Thermal mechanical processing is usually applied to quasicrystal-reinforced Mg alloys to enhance nanoscale I-phase precipitation and grain refinement [22–26], e.g. hot compression [19,27], extrusion [28–31], rolling [25,30,32], equal channel angular extrusion (ECAE) [26,33–35] and cyclic extrusion and compression (CEC) [36–39]. Although the hot deformation behavior of Mg alloys reinforced with I-phase has been investigated widely, their room-temperature deformation behavior is scarcely studied, yet significant, because these structural materials are usually employed at ambient temperature.

The T10 treatment (i.e. heat treatment after deformation) can be used to further improve strength of the alloys by promoting secondary-phase precipitates [6]. On one hand, nanoscale I-phase can precipitate during annealing [20,40]. On the other hand, such T10 treatment is beneficial for secondary phase precipitation by promoting diffusion of alloying elements [6]. These lead us to think if there can precipitate large amount of dispersive nanoscale I-phase in the α-Mg matrix after T10 treatment. In addition, Kim et al. [40] investigated the precipitation behavior under various heat treatment conditions in both the as-cast and hot rolled Mg-Zn-Y alloys reinforced with quasicrystal. They proposed that the MgZn2 phase precipitates in the α-Mg matrix during annealing at 190°C and the polygon-shaped I-phase precipitates are mainly formed during annealing at 350–420°C. These indicate that the applied annealing temperature after deformation is also very important for determining the species of the secondary phase precipitation.

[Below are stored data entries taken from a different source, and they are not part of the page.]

//! Offline replay of recorded detections through a lot registry.
//!
//! A replay config lists lots in TOML. Each entry is a lot configuration
//! plus its annotation file and a JSON Lines detection recording:
//!
//! ```toml
//! [[lot]]
//! id = "north"
//! price_per_hour = 6000
//! annotations = "north_spaces.json"
//! detections = "north_frames.jsonl"
//! ```
//!
//! Relative paths are resolved against the config file's directory.

use std::collections::BTreeSet;
use std::path::{Path, PathBuf};

use lot_monitor_occupancy::detector::RecordedFramesError;
use lot_monitor_occupancy::{LotConfig, LotRegistry, LotSnapshot, RecordedDetector, RegistryError};
use lot_monitor_occupancy_models::{LotId, SpaceAnnotation};
use serde::Deserialize;

/// Errors that stop a replay.
#[derive(Debug, thiserror::Error)]
pub enum ReplayError {
    /// A file could not be read.
    #[error("Failed to read {path}: {source}")]
    Io {
        /// File that failed.
        path: PathBuf,
        /// Underlying I/O error.
        #[source]
        source: std::io::Error,
    },

    /// The replay config is not valid TOML.
    #[error("Invalid replay config: {0}")]
    Toml(#[from] toml::de::Error),

    /// An annotation file is not a JSON array of polygons.
    #[error("Invalid annotations in {path}: {source}")]
    Annotations {
        /// File that failed.
        path: PathBuf,
        /// Underlying JSON error.
        #[source]
        source: serde_json::Error,
    },

    /// Two entries share a lot id.
    #[error("Lot {lot_id} is listed more than once")]
    DuplicateLot {
        /// The repeated id.
        lot_id: LotId,
    },

    /// A detection recording could not be loaded.
    #[error(transparent)]
    Recording(#[from] RecordedFramesError),

    /// A lot could not be created or a frame was rejected.
    #[error(transparent)]
    Registry(#[from] RegistryError),

    /// A snapshot could not be written out.
    #[error("Failed to serialize snapshot: {0}")]
    Json(#[from] serde_json::Error),

    /// The worker replaying a lot panicked.
    #[error("Replay of lot {lot_id} panicked")]
    Panicked {
        /// Lot whose worker panicked.
        lot_id: LotId,
    },
}

/// Lots to replay.
#[derive(Debug, Clone, Deserialize)]
pub struct ReplayConfig {
    /// One entry per lot.
    #[serde(rename = "lot", default)]
    pub lots: Vec<ReplayLot>,
}

/// A lot together with its recorded inputs.
#[derive(Debug, Clone, Deserialize)]
pub struct ReplayLot {
    /// Lot configuration.
    #[serde(flatten)]
    pub config: LotConfig,
    /// JSON annotation file.
    pub annotations: PathBuf,
    /// JSON Lines detection recording.
    pub detections: PathBuf,
}

impl ReplayConfig {
    /// Parses a replay config, resolving relative paths against `base_dir`.
    ///
    /// # Errors
    ///
    /// Returns [`ReplayError::Toml`] if the TOML is malformed.
    pub fn from_toml_str(toml_str: &str, base_dir: &Path) -> Result<Self, ReplayError> {
        let mut config: Self = toml::de::from_str(toml_str)?;
        for lot in &mut config.lots {
            lot.annotations = base_dir.join(&lot.annotations);
            lot.detections = base_dir.join(&lot.detections);
        }
        Ok(config)
    }

    /// Reads a replay config from disk.
    ///
    /// # Errors
    ///
    /// Returns a [`ReplayError`] if the file cannot be read or parsed.
    pub fn load(path: &Path) -> Result<Self, ReplayError> {
        let base_dir = path.parent().unwrap_or(Path::new(""));
        Self::from_toml_str(&read(path)?, base_dir)
    }
}

/// Replays every lot on its own thread and returns the final snapshots in
/// config order.
///
/// Lots are all registered before any frame is replayed, so a bad
/// annotation or recording fails the run up front. `on_frame` is called
/// with the snapshot of every processed frame, possibly from several
/// threads at once.
///
/// # Errors
///
/// Returns the first [`ReplayError`] encountered.
pub fn run<F>(config: &ReplayConfig, on_frame: F) -> Result<Vec<LotSnapshot>, ReplayError>
where
    F: Fn(&LotSnapshot) -> Result<(), ReplayError> + Sync,
{
    let registry = LotRegistry::new();
    let mut seen = BTreeSet::new();
    let mut recordings = Vec::with_capacity(config.lots.len());

    for lot in &config.lots {
        let lot_id = lot.config.id.clone();
        if !seen.insert(lot_id.clone()) {
            return Err(ReplayError::DuplicateLot { lot_id });
        }

        registry.annotate(&lot.config, load_annotations(&lot.annotations)?)?;
        recordings.push((lot_id, RecordedDetector::load(&lot.detections)?));
    }

    let registry = &registry;
    let on_frame = &on_frame;

    std::thread::scope(|scope| {
        let workers: Vec<_> = recordings
            .into_iter()
            .map(|(lot_id, mut detector)| {
                let worker_lot = lot_id.clone();
                let handle = scope
                    .spawn(move || replay_lot(registry, &worker_lot, &mut detector, on_frame));
                (lot_id, handle)
            })
            .collect();

        workers
            .into_iter()
            .map(|(lot_id, handle)| {
                handle
                    .join()
                    .map_err(|_| ReplayError::Panicked { lot_id })?
            })
            .collect()
    })
}

fn replay_lot<F>(
    registry: &LotRegistry,
    lot_id: &LotId,
    detector: &mut RecordedDetector,
    on_frame: &F,
) -> Result<LotSnapshot, ReplayError>
where
    F: Fn(&LotSnapshot) -> Result<(), ReplayError>,
{
    log::info!("Replaying {} frames for lot {lot_id}", detector.len());

    for frame in 0..detector.len() {
        let snapshot = registry.process_frame(lot_id, detector, &frame)?;
        on_frame(&snapshot)?;
    }

    let snapshot = registry.snapshot(lot_id)?;
    log::info!(
        "Lot {lot_id} done: {} cars served, {} occupied minutes, revenue {}",
        snapshot.aggregates.total_cars_served(),
        snapshot.aggregates.total_occupied_minutes(),
        snapshot.aggregates.total_revenue()
    );
    Ok(snapshot)
}

fn load_annotations(path: &Path) -> Result<Vec<SpaceAnnotation>, ReplayError> {
    serde_json::from_str(&read(path)?).map_err(|source| ReplayError::Annotations {
        path: path.to_path_buf(),
        source,
    })
}

fn read(path: &Path) -> Result<String, ReplayError> {
    std::fs::read_to_string(path).map_err(|source| ReplayError::Io {
        path: path.to_path_buf(),
        source,
    })
}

In this study, we select the Mg-1.50Zn-0.25Gd (at.%) alloys reinforced with I-phase for room-temperature compression. To gain insights into the room-temperature behavior and precipitation mechanisms after the T10 treatment, the microstructure of the samples after deformation and with/without annealing, especially the secondary phase precipitates were characterized by transmission electron microscopy (TEM).


Mg-1.50Zn-0.25Gd (at.%) alloy was fabricated by traditional gravity casting [16,41]. The as-cast samples were then machined into cylindrical rods of 10mm in diameter and 15mm in height for room-temperature compression. The compression was conducted at ambient with an initial strain rate of 0.001s−1 using the Zwick/RoellZ020 testing machine until cracking. A portion of the deformed samples was annealed at 200°C and 400°C. Transmission electron microscopy (TEM) samples were obtained by cutting the samples near the crack plane of the compressed samples. Specimens for TEM observations were prepared by grinding, dimpling and argon ion-beam thinning.

3Results and discussion3.1Secondary phase and defects in the compressed sample

Fig. 1a shows TEM image of secondary phase precipitates. The needle-like secondary phase has the same morphology as the as-cast sample, and is confirmed to be Mg4Zn7 phase precipitated on the basal planes [17,19,20]. This secondary phase hence undergoes no change in room-temperature compression. Liu et al. [42] reported that non-basal dislocations are activated during deformation at elevated temperature for Mg-Zn-Gd alloys reinforced with quasicrystal. Fig. 1b and c shows TEM image and diffraction pattern taken at two-beam diffraction with g=0002. The dislocation contrast is not extinguished for (0002) reflection, indicating that these dislocations are of type (a+c). Therefore, in addition to the basal slip, non-basal slip can also accommodate room-temperature deformation for Mg-Zn-Gd alloys reinforced with quasicrystal.

Fig. 1.

Secondary phase precipitates and dislocations observed by TEM for the sample after room-temperature compression. (a) Needle-like secondary phase precipitated on (0001) plane of α-Mg matrix. (b) TEM image obtained under two-beam condition. (c) Diffraction pattern.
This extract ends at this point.